North African breed of horse

The Barb or Berber is a North African breed of riding horse with great hardiness and stamina. It is closely associated with the history of Berber or Amazigh peoples of the Maghreb. It has influenced a number of modern breeds, including many in northern and western Africa.

== Etymology ==

The first recorded use of the name "Barb" appears in the translation of the work Description of Africa by Hassan al-Wazzan (better known as Leo Africanus), which predates its adoption across Europe.. The Barb horse breed derives its name from the Barbary Coast states, according to French historian Jean-Marie Lassère, who attributes the name to the tradition of naming animals based on their geographical origin. Jean-Louis Gouraud, on the other hand, connects the Barb to the Berbers (the European name for the Imazighen), stating that "their histories and fates are inseparable". European sources also referred to this regional horse as "Berber," in reference to a region known under Roman rule as "Berberia" or "Barbaria". The term "Berber" is rooted in the ancient Greek word barbaros, a label the Romans used for non-Romans, especially the Numidians.

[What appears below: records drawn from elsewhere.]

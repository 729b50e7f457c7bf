//! Speech synthesis capability.

use std::collections::BTreeMap;
use std::time::Duration;

use reqwest::blocking::Client;
use reqwest::header::{ACCEPT, CONTENT_TYPE};
use serde::{Deserialize, Serialize};

use crate::error::{Error, Result};

/// Text-to-speech backend trait.
pub trait Synthesizer: Send + Sync {
    /// Backend name for display.
    fn name(&self) -> &str;

    /// Synthesize `text` with the given voice, returning encoded audio.
    fn synthesize(&self, text: &str, voice: &str) -> Result<Vec<u8>>;
}

#[derive(Debug, Clone, PartialEq, Serialize, Deserialize)]
#[serde(default)]
pub struct TtsConfig {
    pub model_id: String,
    /// Provider output format query parameter
    pub output_format: String,
    /// Extension hint used when decoding the provider's audio
    pub output_extension: String,
    pub stability: f64,
    pub similarity_boost: f64,
    /// Voice name → provider voice id; names without an entry are sent as-is
    pub voice_ids: BTreeMap<String, String>,
    /// Non-lexical padding placed before the word
    pub text_prefix: String,
    /// Non-lexical padding placed after the word
    pub text_suffix: String,
    /// Provider price per 1000 characters, for dry-run estimates
    pub cost_per_1k_chars: f64,
    /// Typical round trip of one synthesis call (ms), for dry-run estimates
    pub typical_latency_ms: u64,
    pub timeout_secs: u64,
}

impl Default for TtsConfig {
    fn default() -> Self {
        Self {
            model_id: "multilingual_v2".to_string(),
            output_format: "mp3_44100_128".to_string(),
            output_extension: "mp3".to_string(),
            stability: 0.5,
            similarity_boost: 0.75,
            voice_ids: BTreeMap::new(),
            text_prefix: "... ".to_string(),
            text_suffix: " ...".to_string(),
            cost_per_1k_chars: 0.30,
            typical_latency_ms: 1_200,
            timeout_secs: 60,
        }
    }
}

impl TtsConfig {
    /// Wrap a bare word in the configured padding markers.
    ///
    /// The markers give the engine time to settle so the first consonant is
    /// not clipped, without speaking any extra words.
    pub fn padded_text(&self, word: &str) -> String {
        format!("{}{}{}", self.text_prefix, word.trim(), self.text_suffix)
    }

    pub fn voice_id<'a>(&'a self, voice: &'a str) -> &'a str {
        self.voice_ids.get(voice).map(String::as_str).unwrap_or(voice)
    }
}

#[derive(Serialize)]
struct VoiceSettings {
    stability: f64,
    similarity_boost: f64,
}

#[derive(Serialize)]
struct SynthesisRequest<'a> {
    text: &'a str,
    model_id: &'a str,
    voice_settings: VoiceSettings,
}

/// HTTP text-to-speech backend.
///
/// `POST {base_url}/v1/text-to-speech/{voice_id}?output_format=...` with a
/// JSON body; the response body is the encoded audio.
pub struct HttpSynthesizer {
    client: Client,
    base_url: String,
    api_key: String,
    config: TtsConfig,
}

impl HttpSynthesizer {
    pub fn new(base_url: &str, api_key: &str, config: TtsConfig) -> Result<Self> {
        if base_url.trim().is_empty() {
            return Err(Error::Config("TTS URL is empty".into()));
        }
        if api_key.trim().is_empty() {
            return Err(Error::Config("TTS API key is empty".into()));
        }
        let client = Client::builder()
            .timeout(Duration::from_secs(config.timeout_secs))
            .build()?;
        Ok(Self {
            client,
            base_url: base_url.trim_end_matches('/').to_string(),
            api_key: api_key.to_string(),
            config,
        })
    }

    pub fn endpoint(&self, voice: &str) -> String {
        format!(
            "{}/v1/text-to-speech/{}?output_format={}",
            self.base_url,
            self.config.voice_id(voice),
            self.config.output_format
        )
    }
}

impl Synthesizer for HttpSynthesizer {
    fn name(&self) -> &str {
        "http"
    }

    fn synthesize(&self, text: &str, voice: &str) -> Result<Vec<u8>> {
        let request = SynthesisRequest {
            text,
            model_id: &self.config.model_id,
            voice_settings: VoiceSettings {
                stability: self.config.stability,
                similarity_boost: self.config.similarity_boost,
            },
        };

        let response = self
            .client
            .post(self.endpoint(voice))
            .header("xi-api-key", &self.api_key)
            .header(CONTENT_TYPE, "application/json")
            .header(ACCEPT, "audio/*")
            .json(&request)
            .send()?;

        let status = response.status();
        if !status.is_success() {
            let body = response.text().unwrap_or_default();
            return Err(Error::api(status.as_u16(), body));
        }

        let bytes = response.bytes()?;
        if bytes.is_empty() {
            return Err(Error::Decode("provider returned an empty body".into()));
        }
        Ok(bytes.to_vec())
    }
}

Before this distinction, the term "Barb horse" was often synonymous with the Spanish Jennet or Zenata horse, referring to horses bred by the Moors (the European term for the conquerors of Al-Andalus) in the Iberian Peninsula.

== History ==

The Godolphin Arabian, one of the foundation sires of the Thoroughbred, was often referred to as the "Godolphin Barb" due to his origins in Tunisia, though his actual breed remains debated. Some sources argue that his conformation more closely resembled a high-quality Barb horse rather than an Arabian.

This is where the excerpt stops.